Une recherche de pointe pour un monde en mutation
La recherche scientifique du Helmholtz-Zentrum Hereon vise à préserver un monde digne d'être vécu. À cette fin, environ 1000 employés génèrent des connaissances et recherchent de nouvelles technologies pour une plus grande résilience et durabilité - au bénéfice du climat, de la côte et des personnes. Le chemin qui mène de l'idée à l'innovation passe par une interaction continue entre les études expérimentales, la modélisation et l'IA jusqu'aux jumeaux numériques qui cartographient les divers paramètres du climat et de la côte ou de la biologie humaine dans l'ordinateur.
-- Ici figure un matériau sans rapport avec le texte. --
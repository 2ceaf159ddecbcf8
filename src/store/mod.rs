//! Persistence for everything the election engine touches.
//!
//! The [`Store`] trait abstracts over the production MongoDB backend and an
//! in-memory backend used for tests and local development. Every uniqueness
//! rule the engine relies on is enforced *by the store*, atomically, and
//! surfaced as the matching domain error rather than a raw constraint code:
//!
//! - one vote per `(voter, category)` → [`Error::AlreadyVoted`];
//! - one staff account per email, one admin per instance → [`Error::Conflict`];
//! - one voter per `(instance, email)` → [`Error::Conflict`];
//! - one durable credential per email → [`Error::Conflict`].
//!
//! Conditional writes (`transition_instance`, `consume_code`,
//! `reserve_code_send`, `take_credential_secret`) are single atomic
//! compare-and-set operations, so concurrent requests cannot both win.

use std::collections::HashMap;
use std::sync::Arc;

use chrono::{DateTime, Duration, Utc};

use crate::error::{Error, Result};
use crate::model::{
    api::{otp::Code, structure::CategorySpec},
    common::{Email, InstanceStatus, Role},
    db::{
        account::hash_password, Account, Candidate, Category, Credential, Instance, NewAccount,
        NewCandidate, NewCategory, NewCredential, NewInstance, NewVote, NewVoter, Vote, Voter,
    },
    mongodb::Id,
};

mod memory;
mod mongo;

pub use memory::MemoryStore;
pub use mongo::MongoStore;

/// The store as held in Rocket's managed state.
pub type Db = Arc<dyn Store>;

/// Outcome of trying to reserve the right to send a login code to an email.
#[derive(Debug, Clone, Copy, PartialEq, Eq)]
pub enum Reservation {
    /// The cooldown had elapsed; the send timestamp is now `now`.
    Granted,
    /// A code was sent too recently.
    Throttled { last_sent_at: DateTime<Utc> },
}

#[rocket::async_trait]
pub trait Store: Send + Sync {
    // ─── Instances ──────────────────────────────────────────────────────────

    async fn insert_instance(&self, instance: &NewInstance) -> Result<Instance>;

    async fn instance(&self, id: Id) -> Result<Option<Instance>>;

    async fn instances(&self) -> Result<Vec<Instance>>;

    /// Move an instance from `from` to `to`, only if it is still in `from`.
    /// Returns whether the transition happened.
    async fn transition_instance(
        &self,
        id: Id,
        from: InstanceStatus,
        to: InstanceStatus,
    ) -> Result<bool>;

    /// Delete an instance and everything that belongs to it: categories,
    /// candidates, voters and votes. Observers of the instance are deleted
    /// and its admin is unbound. Returns whether the instance existed.
    async fn delete_instance(&self, id: Id) -> Result<bool>;

    // ─── Staff accounts ─────────────────────────────────────────────────────

    async fn insert_account(&self, account: &NewAccount) -> Result<Account>;

    async fn account(&self, id: Id) -> Result<Option<Account>>;

    async fn account_by_email(&self, email: &Email) -> Result<Option<Account>>;

    async fn accounts(&self) -> Result<Vec<Account>>;

    /// Bind an unbound account to an instance. Fails with `Conflict` if the
    /// account is already bound or the instance already has an admin.
    async fn bind_account(&self, id: Id, instance_id: Id) -> Result<()>;

    async fn delete_account(&self, id: Id) -> Result<bool>;

    // ─── Voters ─────────────────────────────────────────────────────────────

    async fn insert_voter(&self, voter: &NewVoter) -> Result<Voter>;

    async fn voter(&self, id: Id) -> Result<Option<Voter>>;

    /// All voter records with this email, across every instance.
    async fn voters_by_email(&self, email: &Email) -> Result<Vec<Voter>>;

    async fn voters(&self, instance_id: Id) -> Result<Vec<Voter>>;

    /// Delete a voter and their votes. Returns whether the voter existed.
    async fn delete_voter(&self, id: Id) -> Result<bool>;

    async fn count_registered_voters(&self, instance_id: Id) -> Result<u64>;

    // ─── Login codes ────────────────────────────────────────────────────────

    /// Claim the right to send a code to `email`: succeeds only if no code was
    /// sent within `cooldown` before `now`, recording `now` as the new send time.
    async fn reserve_code_send(
        &self,
        email: &Email,
        now: DateTime<Utc>,
        cooldown: Duration,
    ) -> Result<Reservation>;

    /// Put a code in the voter's single code slot, replacing whatever was there.
    async fn store_code(&self, voter_id: Id, code: Code, expires_at: DateTime<Utc>)
        -> Result<()>;

    /// Clear the voter's code slot, only if it still holds `code`.
    /// Returns whether the slot was cleared.
    async fn consume_code(&self, voter_id: Id, code: Code) -> Result<bool>;

    /// Count a wrong guess against the voter's current code, clearing the slot
    /// once `limit` wrong guesses have been made. Returns whether it was cleared.
    async fn record_code_failure(&self, voter_id: Id, limit: u32) -> Result<bool>;

    /// Point the voter at their durable credential and mark them registered
    /// (stamping `registered_at`) if they were not already.
    async fn link_credential(&self, voter_id: Id, credential_id: Id, now: DateTime<Utc>)
        -> Result<()>;

    // ─── Durable credentials ────────────────────────────────────────────────

    async fn insert_credential(&self, credential: &NewCredential) -> Result<Credential>;

    async fn credential(&self, id: Id) -> Result<Option<Credential>>;

    async fn credential_by_email(&self, email: &Email) -> Result<Option<Credential>>;

    /// Replace the credential's secret digest.
    async fn rotate_credential(&self, id: Id, secret_digest: &str, now: DateTime<Utc>)
        -> Result<()>;

    /// Clear the credential's secret digest, only if it still equals
    /// `secret_digest`. Returns whether it was cleared.
    async fn take_credential_secret(&self, id: Id, secret_digest: &str) -> Result<bool>;

    // ─── Categories and candidates ──────────────────────────────────────────

    async fn insert_category(&self, category: &NewCategory) -> Result<Category>;

    async fn category(&self, id: Id) -> Result<Option<Category>>;

    /// All categories of an instance, in display order.
    async fn categories(&self, instance_id: Id) -> Result<Vec<Category>>;

    async fn update_category(&self, id: Id, spec: &CategorySpec) -> Result<Option<Category>>;

    /// Delete a category, its candidates and their votes.
    async fn delete_category(&self, id: Id) -> Result<bool>;

    async fn insert_candidate(&self, candidate: &NewCandidate) -> Result<Candidate>;

    async fn candidate(&self, id: Id) -> Result<Option<Candidate>>;

    async fn candidates(&self, category_id: Id) -> Result<Vec<Candidate>>;

    /// Delete a candidate and their votes.
    async fn delete_candidate(&self, id: Id) -> Result<bool>;

    // ─── Votes ──────────────────────────────────────────────────────────────

    /// Record a vote. Fails with `AlreadyVoted` if the voter already has a
    /// vote in that category.
    async fn insert_vote(&self, vote: &NewVote) -> Result<Vote>;

    async fn votes_by_voter(&self, voter_id: Id) -> Result<Vec<Vote>>;

    /// Number of votes per candidate in a category. Candidates without votes are absent.
    async fn tally(&self, category_id: Id) -> Result<HashMap<Id, u64>>;

    async fn count_votes(&self, instance_id: Id) -> Result<u64>;

    /// Number of distinct voters with at least one vote in the instance.
    async fn count_participants(&self, instance_id: Id) -> Result<u64>;
}

/// Look up an instance, failing with `NotFound` if it does not exist.
pub async fn instance_or_404(store: &dyn Store, id: Id) -> Result<Instance> {
    store
        .instance(id)
        .await?
        .ok_or_else(|| Error::not_found(format!("Instance {id}")))
}

/// Make sure the bootstrap super admin account exists, creating it with the
/// given password if it does not. An existing account is left untouched.
pub async fn ensure_super_admin_exists(
    store: &dyn Store,
    email: &Email,
    password: &str,
) -> Result<()> {
    match store.account_by_email(email).await? {
        Some(account) if account.role == Role::SuperAdmin => Ok(()),
        Some(account) => {
            warn!("Bootstrap account {email} exists with role {}", account.role);
            Ok(())
        }
        None => {
            let account = NewAccount {
                email: email.clone(),
                password_hash: hash_password(password)?,
                role: Role::SuperAdmin,
                instance_id: None,
            };
            store.insert_account(&account).await?;
            info!("Created super admin account {email}");
            Ok(())
        }
    }
}
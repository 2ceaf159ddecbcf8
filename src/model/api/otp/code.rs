use std::fmt::Display;
use std::str::FromStr;

use mongodb::bson::Bson;
use rand::Rng;
use serde::{Deserialize, Serialize};
use thiserror::Error;

pub const CODE_LENGTH: usize = 6;

/// Smallest and largest codes ever issued; issued codes never start with a zero.
const MIN_CODE: u32 = 100_000;
const MAX_CODE: u32 = 999_999;

/// A one-time login code: exactly six ASCII digits.
#[derive(Debug, Clone, Copy, PartialEq, Eq, Hash, Serialize, Deserialize)]
#[serde(try_from = "String", into = "String")]
pub struct Code {
    digits: [u8; CODE_LENGTH],
}

impl Code {
    /// Generate a uniformly random code in `100000..=999999`.
    pub fn random() -> Self {
        Self::from_value(rand::thread_rng().gen_range(MIN_CODE..=MAX_CODE))
    }

    fn from_value(mut value: u32) -> Self {
        let mut digits = [0; CODE_LENGTH];
        for digit in digits.iter_mut().rev() {
            *digit = (value % 10) as u8;
            value /= 10;
        }
        Self { digits }
    }

    /// The code as a number.
    pub fn value(&self) -> u32 {
        self.digits
            .iter()
            .fold(0, |acc, digit| acc * 10 + u32::from(*digit))
    }
}

impl Display for Code {
    fn fmt(&self, formatter: &mut std::fmt::Formatter<'_>) -> std::fmt::Result {
        for digit in self.digits {
            write!(formatter, "{digit}")?;
        }
        Ok(())
    }
}

impl FromStr for Code {
    type Err = ParseError;

    fn from_str(string: &str) -> Result<Self, Self::Err> {
        let len = string.chars().count();
        if len != CODE_LENGTH {
            return Err(ParseError::InvalidLength(len));
        }
        let mut digits = [0; CODE_LENGTH];
        for (slot, c) in digits.iter_mut().zip(string.chars()) {
            *slot = match c {
                '0'..='9' => c as u8 - b'0',
                _ => return Err(ParseError::InvalidChar(c)),
            };
        }
        Ok(Self { digits })
    }
}

impl TryFrom<String> for Code {
    type Error = ParseError;

    fn try_from(string: String) -> Result<Self, Self::Error> {
        string.parse()
    }
}

impl From<Code> for String {
    fn from(code: Code) -> Self {
        code.to_string()
    }
}

impl From<Code> for Bson {
    fn from(code: Code) -> Self {
        Bson::String(code.to_string())
    }
}

#[derive(Error, Debug, Clone, PartialEq, Eq)]
pub enum ParseError {
    #[error("code must contain exactly {CODE_LENGTH} characters, got {0}")]
    InvalidLength(usize),
    #[error("code must contain only digits, found '{0}'")]
    InvalidChar(char),
}
use mongodb::bson::DateTime;
use serde::{Deserialize, Serialize};

use crate::model::mongodb::Id;

/// Core vote data. Votes are never updated once written.
///
/// `(voter_id, category_id)` is unique at the storage layer.
#[derive(Debug, Clone, PartialEq, Eq, Serialize, Deserialize)]
pub struct VoteCore {
    pub voter_id: Id,
    pub candidate_id: Id,
    pub category_id: Id,
    pub instance_id: Id,
    pub cast_at: DateTime,
}

/// A vote without an ID.
pub type NewVote = VoteCore;

/// A vote from the database, with its unique ID.
#[derive(Debug, Clone, PartialEq, Eq, Serialize, Deserialize)]
pub struct Vote {
    #[serde(rename = "_id")]
    pub id: Id,
    #[serde(flatten)]
    pub vote: VoteCore,
}

deref_core!(Vote, vote, VoteCore);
Il s'agit d'une approche interdisciplinaire qui va de la compréhension scientifique fondamentale des systèmes complexes aux scénarios et aux applications pratiques. En tant que membre actif de réseaux de recherche nationaux et internationaux et de l'association Helmholtz, Hereon aide la politique, les entreprises et la société à façonner un avenir durable en transférant l'expertise qu'elle a acquise.
Note: Cet article a été traduit à l'aide d'un système informatique sans intervention humaine. LUMITOS propose ces traductions automatiques pour présenter un plus large éventail d'actualités. Comme cet article a été traduit avec traduction automatique, il est possible qu'il contienne des erreurs de vocabulaire, de syntaxe ou de grammaire. L'article original dans Anglais peut être trouvé ici.